Note: This content is accessible to all versions of every browser. However, this browser may not support basic Web standards, preventing the display of our site's design details. We support the mission of the Web Standards Project in the campaign encouraging users to upgrade their browsers.

Tobi Waves


INDEX | NOW | 2003|2004|2005 / 02|03|09|10 / 02|03|04|27|28|29|30

Recovering from Harddisk Disasters

Friday, September 03, 2004 09:13 // SUCON'04, Technopark, Zurich, Switzerland // href

Tutorial by Theodore Ts'o

What to do when data got lost

Don't panic !

Stop and think, figure out what happened. create a backup with

|dd if/dev/hda1 of/dev/hdb1 bs1k convsync,noerrors|

If you have no spare disk, buy one. The disks are way cheaper than the data.

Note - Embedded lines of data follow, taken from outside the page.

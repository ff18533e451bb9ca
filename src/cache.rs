//! Bounded TTL cache shared by the key resolver and the token validator
//!
//! Entries carry an absolute expiry taken from the injected clock. Expired
//! entries are evicted lazily on read and in bulk by [`TtlCache::evict_expired`].
//! When the cache is over capacity the oldest *inserted* entry goes first.

use std::collections::{HashMap, VecDeque};
use std::sync::atomic::{AtomicU64, Ordering};

use chrono::{DateTime, Utc};
use parking_lot::Mutex;
use sha2::{Digest, Sha256};

/// Cache statistics tracked atomically
#[derive(Debug, Default)]
pub struct CacheStats {
    /// Lookups served from cache
    pub hits: AtomicU64,
    /// Lookups not found or expired
    pub misses: AtomicU64,
    /// Entries removed by expiry or capacity
    pub evictions: AtomicU64,
}

impl CacheStats {
    /// Current hit count
    pub fn hits(&self) -> u64 {
        self.hits.load(Ordering::Relaxed)
    }

    /// Current miss count
    pub fn misses(&self) -> u64 {
        self.misses.load(Ordering::Relaxed)
    }

    /// Current eviction count
    pub fn evictions(&self) -> u64 {
        self.evictions.load(Ordering::Relaxed)
    }

    /// Hit rate (0.0-1.0)
    #[allow(clippy::cast_precision_loss)]
    pub fn hit_rate(&self) -> f64 {
        let hits = self.hits();
        let total = hits + self.misses();
        if total == 0 {
            0.0
        } else {
            hits as f64 / total as f64
        }
    }
}

/// Snapshot of cache statistics
#[derive(Debug, Clone, Default, PartialEq, serde::Serialize)]
pub struct CacheStatsSnapshot {
    /// Total cache hits
    pub hits: u64,
    /// Total cache misses
    pub misses: u64,
    /// Total evictions
    pub evictions: u64,
    /// Current number of entries
    pub size: usize,
    /// Hit rate (0.0-1.0)
    pub hit_rate: f64,
}

struct Entry<V> {
    value: V,
    expires_at: DateTime<Utc>,
    seq: u64,
}

struct Inner<V> {
    entries: HashMap<String, Entry<V>>,
    /// Insertion order; stale `(key, seq)` pairs are skipped on eviction
    order: VecDeque<(String, u64)>,
    next_seq: u64,
}

/// Thread-safe bounded cache with per-entry expiry
pub struct TtlCache<V> {
    inner: Mutex<Inner<V>>,
    capacity: usize,
    stats: CacheStats,
}

impl<V: Clone> TtlCache<V> {
    /// Create an empty cache holding at most `capacity` entries.
    #[must_use]
    pub fn new(capacity: usize) -> Self {
        Self {
            inner: Mutex::new(Inner {
                entries: HashMap::new(),
                order: VecDeque::new(),
                next_seq: 0,
            }),
            capacity: capacity.max(1),
            stats: CacheStats::default(),
        }
    }

    /// Cached value for `key` unless it expired at `now`.
    pub fn get(&self, key: &str, now: DateTime<Utc>) -> Option<V> {
        let mut inner = self.inner.lock();
        match inner.entries.get(key) {
            Some(entry) if now < entry.expires_at => {
                self.stats.hits.fetch_add(1, Ordering::Relaxed);
                Some(entry.value.clone())
            }
            Some(_) => {
                inner.entries.remove(key);
                self.stats.evictions.fetch_add(1, Ordering::Relaxed);
                self.stats.misses.fetch_add(1, Ordering::Relaxed);
                None
            }
            None => {
                self.stats.misses.fetch_add(1, Ordering::Relaxed);
                None
            }
        }
    }

    /// Whether `key` is cached and unexpired, without touching the stats.
    pub fn contains(&self, key: &str, now: DateTime<Utc>) -> bool {
        self.inner
            .lock()
            .entries
            .get(key)
            .is_some_and(|e| now < e.expires_at)
    }

    /// Store `value` until `expires_at`, evicting the oldest entries if full.
    pub fn insert(&self, key: &str, value: V, expires_at: DateTime<Utc>) {
        let mut inner = self.inner.lock();
        let seq = inner.next_seq;
        inner.next_seq += 1;
        inner.entries.insert(
            key.to_string(),
            Entry {
                value,
                expires_at,
                seq,
            },
        );
        inner.order.push_back((key.to_string(), seq));

        while inner.entries.len() > self.capacity {
            let Some((oldest, oldest_seq)) = inner.order.pop_front() else {
                break;
            };
            if inner.entries.get(&oldest).is_some_and(|e| e.seq == oldest_seq) {
                inner.entries.remove(&oldest);
                self.stats.evictions.fetch_add(1, Ordering::Relaxed);
            }
        }

        if inner.order.len() > self.capacity.saturating_mul(2) {
            let Inner { entries, order, .. } = &mut *inner;
            order.retain(|(k, s)| entries.get(k).is_some_and(|e| e.seq == *s));
        }
    }

    /// Drop one entry.
    pub fn remove(&self, key: &str) -> Option<V> {
        self.inner.lock().entries.remove(key).map(|e| e.value)
    }

    /// Evict entries expired at `now`. Returns how many were removed.
    pub fn evict_expired(&self, now: DateTime<Utc>) -> usize {
        let mut inner = self.inner.lock();
        let before = inner.entries.len();
        inner.entries.retain(|_, e| now < e.expires_at);
        let count = before - inner.entries.len();

        if count > 0 {
            let Inner { entries, order, .. } = &mut *inner;
            order.retain(|(k, s)| entries.get(k).is_some_and(|e| e.seq == *s));
            self.stats
                .evictions
                .fetch_add(count as u64, Ordering::Relaxed);
        }
        count
    }

    /// Clear all entries
    pub fn clear(&self) {
        let mut inner = self.inner.lock();
        inner.entries.clear();
        inner.order.clear();
    }

    /// Current number of entries, including expired ones not yet evicted.
    pub fn len(&self) -> usize {
        self.inner.lock().entries.len()
    }

    /// Whether the cache is empty
    pub fn is_empty(&self) -> bool {
        self.len() == 0
    }

    /// Get cache statistics
    pub fn stats(&self) -> CacheStatsSnapshot {
        CacheStatsSnapshot {
            hits: self.stats.hits(),
            misses: self.stats.misses(),
            evictions: self.stats.evictions(),
            size: self.len(),
            hit_rate: self.stats.hit_rate(),
        }
    }
}

/// SHA-256 hex digest of `parts`, each length-prefixed so boundaries are unambiguous.
#[must_use]
pub fn digest_key(parts: &[&[u8]]) -> String {
    let mut hasher = Sha256::new();
    for part in parts {
        hasher.update((part.len() as u64).to_be_bytes());
        hasher.update(part);
    }
    hex::encode(hasher.finalize())
}

#[cfg(test)]
mod tests {
    use chrono::Duration;

    use super::*;

    #[test]
    fn test_cache_hit() {
        let cache = TtlCache::new(10);
        let now = Utc::now();
        cache.insert("k", "v".to_string(), now + Duration::seconds(60));

        assert_eq!(cache.get("k", now), Some("v".to_string()));
        assert_eq!(cache.stats().hits, 1);
        assert_eq!(cache.stats().misses, 0);
    }

    #[test]
    fn test_cache_miss() {
        let cache: TtlCache<String> = TtlCache::new(10);
        assert_eq!(cache.get("nonexistent", Utc::now()), None);
        assert_eq!(cache.stats().misses, 1);
    }

    #[test]
    fn test_cache_expiry_on_read() {
        let cache = TtlCache::new(10);
        let now = Utc::now();
        cache.insert("k", 1, now + Duration::seconds(1));

        assert_eq!(cache.get("k", now + Duration::seconds(1)), None);
        assert_eq!(cache.stats().evictions, 1);
        assert!(cache.is_empty());
    }

    #[test]
    fn test_capacity_evicts_oldest_inserted() {
        let cache = TtlCache::new(2);
        let now = Utc::now();
        let later = now + Duration::hours(1);
        cache.insert("a", 1, later);
        cache.insert("b", 2, later);
        // reading "a" does not protect it
        assert_eq!(cache.get("a", now), Some(1));
        cache.insert("c", 3, later);

        assert_eq!(cache.len(), 2);
        assert_eq!(cache.get("a", now), None);
        assert_eq!(cache.get("b", now), Some(2));
        assert_eq!(cache.get("c", now), Some(3));
    }

    #[test]
    fn test_reinsert_refreshes_position() {
        let cache = TtlCache::new(2);
        let now = Utc::now();
        let later = now + Duration::hours(1);
        cache.insert("a", 1, later);
        cache.insert("b", 2, later);
        cache.insert("a", 10, later);
        cache.insert("c", 3, later);

        assert_eq!(cache.get("b", now), None);
        assert_eq!(cache.get("a", now), Some(10));
    }

    #[test]
    fn test_evict_expired() {
        let cache = TtlCache::new(10);
        let now = Utc::now();
        cache.insert("short", 1, now + Duration::seconds(1));
        cache.insert("long", 2, now + Duration::hours(1));

        assert_eq!(cache.evict_expired(now + Duration::seconds(2)), 1);
        assert_eq!(cache.len(), 1);
        assert_eq!(cache.stats().evictions, 1);
    }

    #[test]
    fn test_digest_key_is_boundary_safe() {
        assert_ne!(digest_key(&[b"ab", b"c"]), digest_key(&[b"a", b"bc"]));
        assert_eq!(digest_key(&[b"x"]).len(), 64);
    }
}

Disks have a life span of 2-3 years, if they are in heavy use ... you might want to swap them preventively just to be sure.

Physical issues

Harddrives can not only experience head crashes but also "high rides". This is the name for incidents when a head flies higher than normal. This condition will only get noticed when data is read back. The new solaris zfs tries to catch this problem by reading back recently written data whenever it has spare time.

Hard drives survive only about 50'000 power downs due to the controlled head crash happening in the landing zone ... This can be a real issues for laptop configurations where frequent disk spin-downs are used to save batteries.

Some harddrives are not designed for continuous use. This will be noted in the spec sheet ... Make sure you check the spec of cheap disks you plan on using in your web-server.

A small head crash will not necessarily cause an immediate disk failure. It could just chip off small amounts of material from the disk surface which will then fly around in the hard-drive case. This condition will cause an increasing number of additional head-crashes which again will chip of material ... This means that it is a good practice to take a full linear image backup of a 'damaged' disk as soon as possible. Errors may well increase as you work on fixing it.

Get a new disk if you find any bad blocks on a disk.

Modern disks

Disks used to have a simple physical geometry. This is still visible in the head, cylinders, sector geometry specifications. Modern disks use constant bit rate and multiple long spiraling tracks to fit more data. This is all hidden by the controller and exposed through a simple linear block number to the OS.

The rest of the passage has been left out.